そして、それまで目に入らなかった別の腕が、白い体にまとわりついている。
クラーケンだ!
そう思った瞬間、それまでカチコチに固まっていた体が、反発するように後ろへと倒れ、尻もちをついた。
立ち上がろうにも立ち上がれず、赤ん坊のように四つん這いになり、ようやっと自分の部屋へたどり着くと布団の中に潜り込んだ。
自分の部屋と言っても、押し入れに布団を敷いただけの空間だが、ふすまを閉めればオレだけの部屋になる。

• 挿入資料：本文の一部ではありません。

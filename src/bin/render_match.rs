use std::path::{Path, PathBuf};

use anyhow::{Context, Result, anyhow};

use futsal_terminal::catalog;
use futsal_terminal::config::AppConfig;
use futsal_terminal::events_export;
use futsal_terminal::loader;
use futsal_terminal::pipeline::{self, FilterSelection, PlayerScope};
use futsal_terminal::render;
use futsal_terminal::summary;
use futsal_terminal::svg_export;
use futsal_terminal::vocabulary::Category;

fn main() -> Result<()> {
    let _ = dotenvy::from_filename(".env.local");
    let _ = dotenvy::from_filename(".env");
    let args = std::env::args().skip(1).collect::<Vec<_>>();

    let mut config = AppConfig::from_env();
    if let Some(dir) = arg_value(&args, "dir") {
        config.match_dir = PathBuf::from(dir);
    }
    if let Some(sheet) = arg_value(&args, "sheet") {
        config.sheet = Some(sheet);
    }

    let matches = catalog::list_matches(&config.match_dir);
    if matches.is_empty() {
        return Err(anyhow!(
            "no match files in {}",
            config.match_dir.display()
        ));
    }

    let Some(wanted) = arg_value(&args, "match") else {
        println!("Matches in {}:", config.match_dir.display());
        for entry in &matches {
            println!("  {}  [{}]", entry.label, entry.teams().join(" / "));
        }
        println!("Pass --match <file or label> to render one.");
        return Ok(());
    };
    let entry = matches
        .iter()
        .find(|m| {
            m.label == wanted
                || m.file
                    .file_name()
                    .is_some_and(|name| name.to_string_lossy() == wanted)
        })
        .with_context(|| format!("match '{wanted}' not found"))?;

    let team = match arg_value(&args, "team") {
        Some(team) => team,
        None => entry
            .teams()
            .into_iter()
            .next()
            .context("match file name has no team")?,
    };

    let category = match arg_value(&args, "category") {
        Some(key) => {
            Category::from_key(&key).with_context(|| format!("unknown category '{key}'"))?
        }
        None => Category::Pass,
    };

    let scope = match arg_value(&args, "player") {
        Some(player) => PlayerScope::Individual {
            player,
            include_goalkeeper: has_flag(&args, "goalkeeper"),
        },
        None => PlayerScope::Collective {
            players: arg_list(&args, "players"),
        },
    };

    let selection = FilterSelection {
        team,
        scope,
        category,
        filters: arg_list(&args, "filters"),
    };

    let table = loader::load_match(&entry.file, config.sheet.as_deref())
        .with_context(|| format!("loading {}", entry.file.display()))?;
    let records = pipeline::filter_events(&table, &selection)?;
    let figure = render::render_figure(&records, category, &config.field_image);

    println!("{} | {} | {}", entry.label, selection.team, figure.title);
    println!("Events: {}", records.len());
    for s in summary::summarize_by_player(&records, category) {
        let outcomes = s
            .outcomes
            .iter()
            .map(|(k, v)| format!("{k}={v}"))
            .collect::<Vec<_>>()
            .join(", ");
        match s.mean_distance {
            Some(d) => println!("  {:<16} {:>3}  avg {d:.2} m  {outcomes}", s.player, s.events),
            None => println!("  {:<16} {:>3}  {outcomes}", s.player, s.events),
        }
    }

    if let Some(path) = arg_value(&args, "json") {
        std::fs::write(&path, figure.to_json()?)
            .with_context(|| format!("writing {path}"))?;
        println!("Figure JSON: {path}");
    }
    if let Some(path) = arg_value(&args, "svg") {
        svg_export::write_svg(Path::new(&path), &figure, svg_export::DEFAULT_SCALE)?;
        println!("Figure SVG: {path}");
    }
    if let Some(path) = arg_value(&args, "xlsx") {
        let report = events_export::export_events(Path::new(&path), &records, &selection)?;
        println!(
            "Events workbook: {path} ({} events, {} players)",
            report.events, report.players
        );
    }

    Ok(())
}

/// `--name=value` or `--name value`.
fn arg_value(args: &[String], name: &str) -> Option<String> {
    let flag = format!("--{name}");
    let prefix = format!("--{name}=");
    for (idx, arg) in args.iter().enumerate() {
        if let Some(value) = arg.strip_prefix(&prefix) {
            let trimmed = value.trim();
            if !trimmed.is_empty() {
                return Some(trimmed.to_string());
            }
        }
        if *arg == flag {
            let Some(next) = args.get(idx + 1) else {
                continue;
            };
            if !next.trim().is_empty() && !next.starts_with("--") {
                return Some(next.trim().to_string());
            }
        }
    }
    None
}

fn arg_list(args: &[String], name: &str) -> Vec<String> {
    arg_value(args, name)
        .map(|raw| {
            raw.split(',')
                .map(str::trim)
                .filter(|s| !s.is_empty())
                .map(str::to_string)
                .collect()
        })
        .unwrap_or_default()
}

fn has_flag(args: &[String], name: &str) -> bool {
    let flag = format!("--{name}");
    args.iter().any(|a| *a == flag)
}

十分成長した後、あれは同伴客とベッドでよろしくやっていただけだと理解したが、あの時のオレには、恍惚の表情で何かをつかむように、上へ上へと伸びていく白い腕と奇妙に動く指、母の体にまとわりつき乱暴に動く指が一体となったバケモノにしか見えなかった。
「ママがバケモノになった… どうしよう…ママが…」
そう呟きながら、布団にくるまり眠ってしまった。
しばらくして目が覚めると、いつものように母はいない。テーブルの上にはアンパンとコーヒー牛乳が置かれていた。
翌朝には母はいつもの母に戻り、不機嫌な顔で眠そうにオレの目の前にいた。
あまりにいつも通りなので、「あれは夢だったのかしら」と思い、「夢だったような気がする… 夢だった」と自ら信じ込ませた。

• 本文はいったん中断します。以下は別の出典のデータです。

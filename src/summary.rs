use std::collections::BTreeMap;

use serde::Serialize;

use crate::pipeline::MatchRecord;
use crate::render::{FIELD_LENGTH, distance, scale_to_field};
use crate::vocabulary::Category;

#[derive(Debug, Clone, PartialEq, Serialize)]
pub struct PlayerSummary {
    pub player: String,
    pub events: usize,
    /// Outcome value -> count, `"-"` for rows with no value.
    pub outcomes: BTreeMap<String, usize>,
    /// Mean pass length in field units, passes only.
    pub mean_distance: Option<f64>,
}

#[derive(Default)]
struct Tally {
    events: usize,
    outcomes: BTreeMap<String, usize>,
    total_distance: f64,
    measured_passes: usize,
}

/// Per-player breakdown of the filtered events, busiest player first.
pub fn summarize_by_player(records: &[MatchRecord], category: Category) -> Vec<PlayerSummary> {
    let mut by_player: BTreeMap<&str, Tally> = BTreeMap::new();

    for record in records {
        let tally = by_player.entry(record.player.as_str()).or_default();
        tally.events += 1;
        let outcome = record.outcome(category).unwrap_or("-").to_string();
        *tally.outcomes.entry(outcome).or_insert(0) += 1;
        if category == Category::Pass
            && let Some(to) = record.to
        {
            tally.total_distance += distance(scale_to_field(record.from), scale_to_field(to));
            tally.measured_passes += 1;
        }
    }

    let mut out = by_player
        .into_iter()
        .map(|(player, tally)| PlayerSummary {
            player: player.to_string(),
            events: tally.events,
            mean_distance: (tally.measured_passes > 0)
                .then(|| tally.total_distance / tally.measured_passes as f64),
            outcomes: tally.outcomes,
        })
        .collect::<Vec<_>>();
    out.sort_by(|a, b| b.events.cmp(&a.events).then(a.player.cmp(&b.player)));
    out
}

/// Share of events whose origin lies in each third of the field length.
pub fn thirds_share(records: &[MatchRecord]) -> [f64; 3] {
    if records.is_empty() {
        return [0.0; 3];
    }
    let mut counts = [0usize; 3];
    for record in records {
        let x = scale_to_field(record.from).x.clamp(0.0, FIELD_LENGTH);
        let idx = ((x / FIELD_LENGTH) * 3.0).floor().min(2.0) as usize;
        counts[idx] += 1;
    }
    let total = records.len() as f64;
    counts.map(|c| c as f64 / total)
}
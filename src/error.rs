use std::path::PathBuf;

use thiserror::Error;

pub type Result<T> = std::result::Result<T, AnalysisError>;

/// Failures that abort a single load or render request.
///
/// "Nothing found" situations (empty directory, team without rows, filters
/// matching nothing) are never reported through this type.
#[derive(Error, Debug)]
#[non_exhaustive]
pub enum AnalysisError {
    #[error("failed to read workbook {path}: {source}")]
    Workbook {
        path: PathBuf,
        #[source]
        source: calamine::Error,
    },

    #[error("sheet '{sheet}' not found in {path}")]
    MissingSheet { path: PathBuf, sheet: String },

    #[error("missing column '{column}'")]
    MissingColumn { column: String },

    #[error("invalid value '{value}' in column '{column}' at row {row}")]
    InvalidCell {
        column: String,
        row: usize,
        value: String,
    },

    #[error("export failed: {0}")]
    Export(#[from] rust_xlsxwriter::XlsxError),
}

impl AnalysisError {
    pub fn missing_column(column: &str) -> Self {
        Self::MissingColumn {
            column: column.to_string(),
        }
    }

    /// True for errors caused by an incompatible source file rather than I/O.
    pub fn is_schema_mismatch(&self) -> bool {
        matches!(
            self,
            Self::MissingColumn { .. } | Self::InvalidCell { .. } | Self::MissingSheet { .. }
        )
    }
}
use std::env;
use std::path::PathBuf;

use crate::render::DEFAULT_FIELD_IMAGE;

#[derive(Debug, Clone, PartialEq, Eq)]
pub struct AppConfig {
    pub match_dir: PathBuf,
    pub sheet: Option<String>,
    pub field_image: String,
    pub export_dir: PathBuf,
}

impl Default for AppConfig {
    fn default() -> Self {
        Self {
            match_dir: PathBuf::from("."),
            sheet: None,
            field_image: DEFAULT_FIELD_IMAGE.to_string(),
            export_dir: PathBuf::from("exports"),
        }
    }
}

impl AppConfig {
    /// Reads `FUTSAL_*` variables; blank values fall back to defaults.
    ///
    /// Call `dotenvy` first if `.env` files should be honoured.
    pub fn from_env() -> Self {
        let defaults = Self::default();
        Self {
            match_dir: non_empty_env("FUTSAL_MATCH_DIR")
                .map(PathBuf::from)
                .unwrap_or(defaults.match_dir),
            sheet: non_empty_env("FUTSAL_SHEET"),
            field_image: non_empty_env("FUTSAL_FIELD_IMAGE").unwrap_or(defaults.field_image),
            export_dir: non_empty_env("FUTSAL_EXPORT_DIR")
                .map(PathBuf::from)
                .unwrap_or(defaults.export_dir),
        }
    }
}

fn non_empty_env(key: &str) -> Option<String> {
    env::var(key)
        .ok()
        .map(|v| v.trim().to_string())
        .filter(|v| !v.is_empty())
}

母は黙って食パンを出し、冷蔵庫から牛乳を出してコップに注いで、オレの前に置く。
もう少し背が高かったら、ママが起きなくても、ぼく一人でパンもミルクも出せるのに…
眠そうな母の姿を見るたびに、けな気にもそう思ったものだ。
「行ってきまーす」と、元気よく玄関のドアを開けても、返事はドアにカギを掛ける音だけだった。

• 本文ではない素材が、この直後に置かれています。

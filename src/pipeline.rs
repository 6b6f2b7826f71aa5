use std::collections::HashSet;

use serde::{Deserialize, Serialize};

use crate::error::{AnalysisError, Result};
use crate::loader::{
    COL_ATTACK_TYPE, COL_DEFENSE_TYPE, COL_GOALKEEPER_STATUS, COL_PASS_STATUS, COL_PLAYER,
    COL_PLAYERS_ELIMINATED, COL_SHOT_STATUS, COL_TEAM, COL_X_FROM, COL_X_TO, COL_Y_FROM, COL_Y_TO,
    MatchTable,
};
use crate::vocabulary::{Category, ELIMINATION_BUCKET, ELIMINATION_BUCKET_MIN, is_pass_status};

/// Player name used in match files for the goalkeeper role.
pub const GOALKEEPER_MARKER: &str = "gardien";

#[derive(Debug, Clone, PartialEq, Eq, Serialize, Deserialize)]
pub enum PlayerScope {
    /// Whole team when `players` is empty.
    Collective { players: Vec<String> },
    Individual {
        player: String,
        include_goalkeeper: bool,
    },
}

impl Default for PlayerScope {
    fn default() -> Self {
        PlayerScope::Collective {
            players: Vec::new(),
        }
    }
}

#[derive(Debug, Clone, PartialEq, Eq, Serialize, Deserialize)]
pub struct FilterSelection {
    pub team: String,
    pub scope: PlayerScope,
    pub category: Category,
    pub filters: Vec<String>,
}

impl FilterSelection {
    pub fn team(team: impl Into<String>, category: Category) -> Self {
        Self {
            team: team.into(),
            scope: PlayerScope::default(),
            category,
            filters: Vec::new(),
        }
    }
}

#[derive(Debug, Clone, Copy, PartialEq, Serialize, Deserialize)]
pub struct FieldPoint {
    pub x: f64,
    pub y: f64,
}

/// One logged action, coordinates still normalized to [0, 1].
#[derive(Debug, Clone, PartialEq, Serialize)]
pub struct MatchRecord {
    pub row: usize,
    pub team: String,
    pub player: String,
    pub from: FieldPoint,
    pub to: Option<FieldPoint>,
    pub pass_status: Option<String>,
    pub players_eliminated: Option<u32>,
    pub shot_status: Option<String>,
    pub attack_type: Option<String>,
    pub defense_type: Option<String>,
    pub goalkeeper_status: Option<String>,
}

impl MatchRecord {
    /// Status or type value that labels this record for `category`.
    pub fn outcome(&self, category: Category) -> Option<&str> {
        match category {
            Category::Pass => self.pass_status.as_deref(),
            Category::Shot => self.shot_status.as_deref(),
            Category::Attack => self.attack_type.as_deref(),
            Category::Defense => self.defense_type.as_deref(),
            Category::Goalkeeper => self.goalkeeper_status.as_deref(),
        }
    }
}

#[derive(Debug, Clone, Copy)]
struct Columns {
    team: usize,
    player: usize,
    x_from: usize,
    y_from: usize,
    x_to: Option<usize>,
    y_to: Option<usize>,
    outcome: usize,
}

impl Columns {
    fn resolve(table: &MatchTable, category: Category) -> Result<Self> {
        let (x_to, y_to) = if category == Category::Pass {
            (
                Some(table.require_column(COL_X_TO)?),
                Some(table.require_column(COL_Y_TO)?),
            )
        } else {
            (table.column_index(COL_X_TO), table.column_index(COL_Y_TO))
        };
        Ok(Self {
            team: table.require_column(COL_TEAM)?,
            player: table.require_column(COL_PLAYER)?,
            x_from: table.require_column(COL_X_FROM)?,
            y_from: table.require_column(COL_Y_FROM)?,
            x_to,
            y_to,
            outcome: table.require_column(category.outcome_column())?,
        })
    }
}

/// Runs the full pipeline: team, player scope, then category filters.
///
/// An empty filter list means no category restriction. The table is only
/// read; empty results are returned as an empty vec.
pub fn filter_events(table: &MatchTable, selection: &FilterSelection) -> Result<Vec<MatchRecord>> {
    if table.is_empty() {
        return Ok(Vec::new());
    }
    let cols = Columns::resolve(table, selection.category)?;
    let rows = scoped_rows(table, &cols, selection);
    let rows = category_rows(table, &cols, selection, rows)?;
    build_records(table, &cols, selection.category, &rows)
}

/// Team and player-scope steps only, ignoring `selection.filters`.
pub fn filter_by_scope(
    table: &MatchTable,
    selection: &FilterSelection,
) -> Result<Vec<MatchRecord>> {
    if table.is_empty() {
        return Ok(Vec::new());
    }
    let cols = Columns::resolve(table, selection.category)?;
    let rows = scoped_rows(table, &cols, selection);
    build_records(table, &cols, selection.category, &rows)
}

fn scoped_rows(table: &MatchTable, cols: &Columns, selection: &FilterSelection) -> Vec<usize> {
    let team_rows = (0..table.len())
        .filter(|&row| {
            table
                .text(row, cols.team)
                .is_some_and(|team| team == selection.team.as_str())
        })
        .collect::<Vec<_>>();

    let player_of = |row: usize| table.text(row, cols.player);

    match &selection.scope {
        PlayerScope::Collective { players } if players.is_empty() => team_rows,
        PlayerScope::Collective { players } => {
            let wanted = players.iter().map(String::as_str).collect::<HashSet<_>>();
            team_rows
                .into_iter()
                .filter(|&row| player_of(row).is_some_and(|p| wanted.contains(&*p)))
                .collect()
        }
        PlayerScope::Individual {
            player,
            include_goalkeeper,
        } => team_rows
            .into_iter()
            .filter(|&row| {
                player_of(row).is_some_and(|p| {
                    p == player.as_str() || (*include_goalkeeper && p == GOALKEEPER_MARKER)
                })
            })
            .collect(),
    }
}

fn category_rows(
    table: &MatchTable,
    cols: &Columns,
    selection: &FilterSelection,
    rows: Vec<usize>,
) -> Result<Vec<usize>> {
    if selection.filters.is_empty() {
        return Ok(rows);
    }

    if selection.category != Category::Pass {
        let wanted = selection
            .filters
            .iter()
            .map(String::as_str)
            .collect::<HashSet<_>>();
        return Ok(rows
            .into_iter()
            .filter(|&row| {
                table
                    .text(row, cols.outcome)
                    .is_some_and(|v| wanted.contains(&*v))
            })
            .collect());
    }

    let (statuses, eliminations): (Vec<&str>, Vec<&str>) = selection
        .filters
        .iter()
        .map(String::as_str)
        .partition(|token| is_pass_status(token));

    let mut rows = rows;
    if !statuses.is_empty() {
        rows.retain(|&row| {
            table
                .text(row, cols.outcome)
                .is_some_and(|v| statuses.contains(&&*v))
        });
    }
    if !eliminations.is_empty() {
        let elim_col = table.require_column(COL_PLAYERS_ELIMINATED)?;
        let mut kept = Vec::with_capacity(rows.len());
        for row in rows {
            let Some(count) = eliminated_count(table, row, elim_col)? else {
                continue;
            };
            if eliminations
                .iter()
                .any(|token| elimination_token_matches(token, count))
            {
                kept.push(row);
            }
        }
        rows = kept;
    }
    Ok(rows)
}

/// "0", "1", "2" match exactly; "+2" matches three or more.
pub fn elimination_token_matches(token: &str, count: u32) -> bool {
    if token == ELIMINATION_BUCKET {
        return count >= ELIMINATION_BUCKET_MIN;
    }
    token.trim().parse::<u32>().is_ok_and(|n| n == count)
}

fn eliminated_count(table: &MatchTable, row: usize, col: usize) -> Result<Option<u32>> {
    let cell = table.cell(row, col);
    if cell.is_empty() {
        return Ok(None);
    }
    match cell.as_f64() {
        Some(n) if n >= 0.0 && n.fract() == 0.0 => Ok(Some(n as u32)),
        _ => Err(AnalysisError::InvalidCell {
            column: COL_PLAYERS_ELIMINATED.to_string(),
            row,
            value: cell.display(),
        }),
    }
}

fn build_records(
    table: &MatchTable,
    cols: &Columns,
    category: Category,
    rows: &[usize],
) -> Result<Vec<MatchRecord>> {
    let optional_text = |row: usize, name: &str| {
        table
            .column_index(name)
            .and_then(|col| table.text(row, col))
            .filter(|v| !v.is_empty())
            .map(|v| v.into_owned())
    };

    let elim_col = table.column_index(COL_PLAYERS_ELIMINATED);

    let mut records = Vec::with_capacity(rows.len());
    for &row in rows {
        let from = FieldPoint {
            x: coordinate(table, row, cols.x_from, COL_X_FROM)?,
            y: coordinate(table, row, cols.y_from, COL_Y_FROM)?,
        };
        let to = destination(table, row, cols)?;
        // Rows logged without a destination cannot be drawn as passes.
        if category == Category::Pass && to.is_none() {
            continue;
        }
        records.push(MatchRecord {
            row,
            team: table.text(row, cols.team).unwrap_or_default().into_owned(),
            player: table.text(row, cols.player).unwrap_or_default().into_owned(),
            from,
            to,
            pass_status: optional_text(row, COL_PASS_STATUS),
            players_eliminated: elim_col
                .and_then(|col| eliminated_count(table, row, col).ok().flatten()),
            shot_status: optional_text(row, COL_SHOT_STATUS),
            attack_type: optional_text(row, COL_ATTACK_TYPE),
            defense_type: optional_text(row, COL_DEFENSE_TYPE),
            goalkeeper_status: optional_text(row, COL_GOALKEEPER_STATUS),
        });
    }
    Ok(records)
}

fn coordinate(table: &MatchTable, row: usize, col: usize, name: &str) -> Result<f64> {
    let cell = table.cell(row, col);
    cell.as_f64().ok_or_else(|| AnalysisError::InvalidCell {
        column: name.to_string(),
        row,
        value: cell.display(),
    })
}

/// Destination pair; both cells empty means the action has no destination.
fn destination(table: &MatchTable, row: usize, cols: &Columns) -> Result<Option<FieldPoint>> {
    let (Some(x_col), Some(y_col)) = (cols.x_to, cols.y_to) else {
        return Ok(None);
    };
    if table.cell(row, x_col).is_empty() && table.cell(row, y_col).is_empty() {
        return Ok(None);
    }
    Ok(Some(FieldPoint {
        x: coordinate(table, row, x_col, COL_X_TO)?,
        y: coordinate(table, row, y_col, COL_Y_TO)?,
    }))
}

#[cfg(test)]
mod tests {
    use super::*;

    #[test]
    fn bucket_token_covers_three_and_more() {
        assert!(!elimination_token_matches("+2", 2));
        assert!(elimination_token_matches("+2", 3));
        assert!(elimination_token_matches("+2", 7));
    }

    #[test]
    fn numeric_tokens_match_exactly() {
        assert!(elimination_token_matches("0", 0));
        assert!(elimination_token_matches("2", 2));
        assert!(!elimination_token_matches("2", 3));
        assert!(!elimination_token_matches("deux", 2));
    }
}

スクールバスの停留所には、友達とその母親たちが立っていた。
友達のところに駆け寄ってじゃれ合っていると、後方でひそひそと話す声がした。
「
「今日はって、いつものことじゃない。夜の仕事してるから、きっとまだ寝てるのよ」
「健君、1週間くらい同じ服着てるし…」
「夜は一人でお留守番してるんですって。信じられないわ」
それは修の母親の声だった。
あの時から、大人の前では無口になった。
友達の母親どもが何と言おうと、オレはママが好きで好きでたまらなかった。
いつもは不機嫌な母も、酒が入ると感情豊かで優しくなった。
酔って帰ってくると、時々夜中に起こされ気まぐれに抱きしめられ、酒とタバコの匂いに包まれながら母のベッドへと運ばれた。
「健、ママには健だけだから」
「うん、ぼくにもママだけだよ」
「早く大きくなって、ママを守って」
「うん、ぼく、早く大人になってママを守る」
「健、健…」
オレの名前を呼びながら、時には涙を流して息苦しいほど抱きしめられ、そのうち眠ってしまう。
夜中に起こされどんなに眠くても、全く苦にならないどころか、至福の時間だったと思う。
小学校高学年になると、ほとんどの家事は一人でできるようになり、周りの同級生と比べて、一端の大人になったような気でいた。
もうすぐママの代わりに働いて、ママに楽をさせられると、本気で思っていた。
新聞配達のアルバイトを始めたのもこの頃だった。
ちょうど母が酔って帰ってくる時間と、バイトに出かける時間が重なって、「いってらっしゃ~い」と、送り出してくれることもあった。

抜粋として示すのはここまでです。